*BRIEF*. From the first line to the last, return the data exactly as written.
======== TASK MATERIAL ========
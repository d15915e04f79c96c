//! End-to-end tests against a loopback device

use std::net::SocketAddr;
use std::time::Duration;

use chrono::{Datelike, Timelike};
use guaritaip::{Command, Device, DeviceConfig, Error, Frame, ReceptorType};
use tokio::io::{AsyncReadExt, AsyncWriteExt};
use tokio::net::{TcpListener, TcpStream};

/// Fake device answering one command per connection
async fn spawn_device(access_code: Option<&'static str>) -> SocketAddr {
    let listener = TcpListener::bind("127.0.0.1:0").await.unwrap();
    let addr = listener.local_addr().unwrap();

    tokio::spawn(async move {
        loop {
            let (stream, _) = match listener.accept().await {
                Ok(conn) => conn,
                Err(_) => return,
            };
            tokio::spawn(serve(stream, access_code));
        }
    });

    addr
}

async fn serve(mut stream: TcpStream, access_code: Option<&'static str>) {
    let mut buf = [0u8; 64];

    if let Some(code) = access_code {
        let n = stream.read(&mut buf).await.unwrap_or(0);
        if &buf[..n] != code.as_bytes() {
            // Refused: close without acknowledging
            return;
        }
        stream.write_all(b"OK").await.unwrap();
    }

    let n = stream.read(&mut buf).await.unwrap_or(0);
    let frame = match Frame::decode(&buf[..n]) {
        Ok(frame) => frame,
        Err(_) => return,
    };

    let reply: Vec<u8> = match frame.command {
        Command::ReadDateTime => vec![0x00, 0x0C, 0x31, 0x12, 0x24, 0x23, 0x59, 0x58, 0x00, 0x00],
        Command::Reset => vec![0x00, 0x18, 0x18],
        Command::RefreshReceptors => vec![0x00, 0x1D, 0x00, 0x1D],
        Command::ReadReceptorFirmware => {
            let mut reply = vec![0x00, 0x3D];
            reply.extend_from_slice(&frame.payload);
            reply.extend_from_slice(b"10B07");
            reply.extend_from_slice(&[0x00, 0x00]);
            reply
        }
        Command::WriteIdentificationRow2 if frame.payload.as_ref() == b"PORTARIA" => {
            vec![0x00, 0x01, 0x01]
        }
        Command::WriteIdentificationRow3 if frame.payload.as_ref() == b"BLOCO A" => {
            vec![0x00, 0x02, 0x02]
        }
        _ => return,
    };

    let _ = stream.write_all(&reply).await;
}

fn device(addr: SocketAddr) -> Device {
    Device::new(addr.ip().to_string(), addr.port())
}

#[tokio::test]
async fn test_read_datetime() {
    let addr = spawn_device(None).await;

    let ts = device(addr).read_datetime(None).await.unwrap();
    let dt = ts.datetime();

    assert_eq!((dt.year(), dt.month(), dt.day()), (2024, 12, 31));
    assert_eq!((dt.hour(), dt.minute(), dt.second()), (23, 59, 58));
}

#[tokio::test]
async fn test_reset_and_refresh() {
    let addr = spawn_device(None).await;
    let device = device(addr);

    device.reset(None).await.unwrap();
    device.refresh_receptors(Some(Duration::from_secs(2))).await.unwrap();
}

#[tokio::test]
async fn test_read_receptor_firmware() {
    let addr = spawn_device(None).await;

    let version = device(addr)
        .read_receptor_firmware(ReceptorType::Ct, 8, None)
        .await
        .unwrap();

    assert_eq!(version.as_str(), "10B07");
}

#[tokio::test]
async fn test_write_identification() {
    let addr = spawn_device(None).await;

    device(addr)
        .write_identification(
            guaritaip::DisplayRows::Both {
                row2: "504f525441524941",
                row3: "424c4f434f2041",
            },
            None,
        )
        .await
        .unwrap();
}

#[tokio::test]
async fn test_access_code_accepted() {
    let addr = spawn_device(Some("4321")).await;

    let config = DeviceConfig::new(addr.ip().to_string(), addr.port()).with_access_code("4321");

    Device::with_config(config).reset(None).await.unwrap();
}

#[tokio::test]
async fn test_access_code_refused() {
    let addr = spawn_device(Some("4321")).await;

    let err = device(addr)
        .with_access_code("0000")
        .reset(None)
        .await
        .unwrap_err();

    assert!(matches!(err, Error::AccessDenied));
}

#[tokio::test]
async fn test_unreachable_device() {
    // Bind then release a port so nothing listens on it
    let listener = TcpListener::bind("127.0.0.1:0").await.unwrap();
    let addr = listener.local_addr().unwrap();
    drop(listener);

    let device = device(addr);

    let err = device.reset(None).await.unwrap_err();
    assert!(err.is_unreachable());

    let ts = device.read_datetime(None).await.unwrap_or_default();
    assert!(!ts.is_available());
}

#[tokio::test]
async fn test_concurrent_calls_from_clones() {
    let addr = spawn_device(None).await;
    let device = device(addr);

    let tasks: Vec<_> = (1..=4)
        .map(|address| {
            let device = device.clone();
            tokio::spawn(async move {
                device
                    .read_receptor_firmware(ReceptorType::Rf, address, None)
                    .await
            })
        })
        .collect();

    for task in tasks {
        let version = task.await.unwrap().unwrap();
        assert_eq!(version.as_str(), "10B07");
    }
}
========
*ANSWER TO THE PROBLEM*.
repository d15915e04f79c96c
//! End-to-end tests against a loopback device

use std::net::SocketAddr;
use std::time::Duration;

use chrono::{Datelike, Timelike};
use guaritaip::{Command, Device, DeviceConfig, Error, Frame, ReceptorType};
use tokio::io::{AsyncReadExt, AsyncWriteExt};
use tokio::net::{TcpListener, TcpStream};

/// Fake device answering one command per connection
async fn spawn_device(access_code: Option<&'static str>) -> SocketAddr {
    let listener = TcpListener::bind("127.0.0.1:0").await.unwrap();
    let addr = listener.local_addr().unwrap();

    tokio::spawn(async move {
        loop {
            let (stream, _) = match listener.accept().await {
                Ok(conn) => conn,
                Err(_) => return,
            };
            tokio::spawn(serve(stream, access_code));
        }
    });

    addr
}

async fn serve(mut stream: TcpStream, access_code: Option<&'static str>) {
    let mut buf = [0u8; 64];

    if let Some(code) = access_code {
        let n = stream.read(&mut buf).await.unwrap_or(0);
        if &buf[..n] != code.as_bytes() {
            // Refused: close without acknowledging
            return;
        }
        stream.write_all(b"OK").await.unwrap();
    }

    let n = stream.read(&mut buf).await.unwrap_or(0);
    let frame = match Frame::decode(&buf[..n]) {
        Ok(frame) => frame,
        Err(_) => return,
    };

    let reply: Vec<u8> = match frame.command {
        Command::ReadDateTime => vec![0x00, 0x0C, 0x31, 0x12, 0x24, 0x23, 0x59, 0x58, 0x00, 0x00],
        Command::Reset => vec![0x00, 0x18, 0x18],
        Command::RefreshReceptors => vec![0x00, 0x1D, 0x00, 0x1D],
        Command::ReadReceptorFirmware => {
            let mut reply = vec![0x00, 0x3D];
            reply.extend_from_slice(&frame.payload);
            reply.extend_from_slice(b"10B07");
            reply.extend_from_slice(&[0x00, 0x00]);
            reply
        }
        Command::WriteIdentificationRow2 if frame.payload.as_ref() == b"PORTARIA" => {
            vec![0x00, 0x01, 0x01]
        }
        Command::WriteIdentificationRow3 if frame.payload.as_ref() == b"BLOCO A" => {
            vec![0x00, 0x02, 0x02]
        }
        _ => return,
    };

    let _ = stream.write_all(&reply).await;
}

fn device(addr: SocketAddr) -> Device {
    Device::new(addr.ip().to_string(), addr.port())
}

#[tokio::test]
async fn test_read_datetime() {
    let addr = spawn_device(None).await;

    let ts = device(addr).read_datetime(None).await.unwrap();
    let dt = ts.datetime();

    assert_eq!((dt.year(), dt.month(), dt.day()), (2024, 12, 31));
    assert_eq!((dt.hour(), dt.minute(), dt.second()), (23, 59, 58));
}

#[tokio::test]
async fn test_reset_and_refresh() {
    let addr = spawn_device(None).await;
    let device = device(addr);

    device.reset(None).await.unwrap();
    device.refresh_receptors(Some(Duration::from_secs(2))).await.unwrap();
}

#[tokio::test]
async fn test_read_receptor_firmware() {
    let addr = spawn_device(None).await;

    let version = device(addr)
        .read_receptor_firmware(ReceptorType::Ct, 8, None)
        .await
        .unwrap();

    assert_eq!(version.as_str(), "10B07");
}

#[tokio::test]
async fn test_write_identification() {
    let addr = spawn_device(None).await;

    device(addr)
        .write_identification(
            guaritaip::DisplayRows::Both {
                row2: "504f525441524941",
                row3: "424c4f434f2041",
            },
            None,
        )
        .await
        .unwrap();
}

#[tokio::test]
async fn test_access_code_accepted() {
    let addr = spawn_device(Some("4321")).await;

    let config = DeviceConfig::new(addr.ip().to_string(), addr.port()).with_access_code("4321");

    Device::with_config(config).reset(None).await.unwrap();
}

#[tokio::test]
async fn test_access_code_refused() {
    let addr = spawn_device(Some("4321")).await;

    let err = device(addr)
        .with_access_code("0000")
        .reset(None)
        .await
        .unwrap_err();

    assert!(matches!(err, Error::AccessDenied));
}

#[tokio::test]
async fn test_unreachable_device() {
    // Bind then release a port so nothing listens on it
    let listener = TcpListener::bind("127.0.0.1:0").await.unwrap();
    let addr = listener.local_addr().unwrap();
    drop(listener);

    let device = device(addr);

    let err = device.reset(None).await.unwrap_err();
    assert!(err.is_unreachable());

    let ts = device.read_datetime(None).await.unwrap_or_default();
    assert!(!ts.is_available());
}

#[tokio::test]
async fn test_concurrent_calls_from_clones() {
    let addr = spawn_device(None).await;
    let device = device(addr);

    let tasks: Vec<_> = (1..=4)
        .map(|address| {
            let device = device.clone();
            tokio::spawn(async move {
                device
                    .read_receptor_firmware(ReceptorType::Rf, address, None)
                    .await
            })
        })
        .collect();

    for task in tasks {
        let version = task.await.unwrap().unwrap();
        assert_eq!(version.as_str(), "10B07");
    }
}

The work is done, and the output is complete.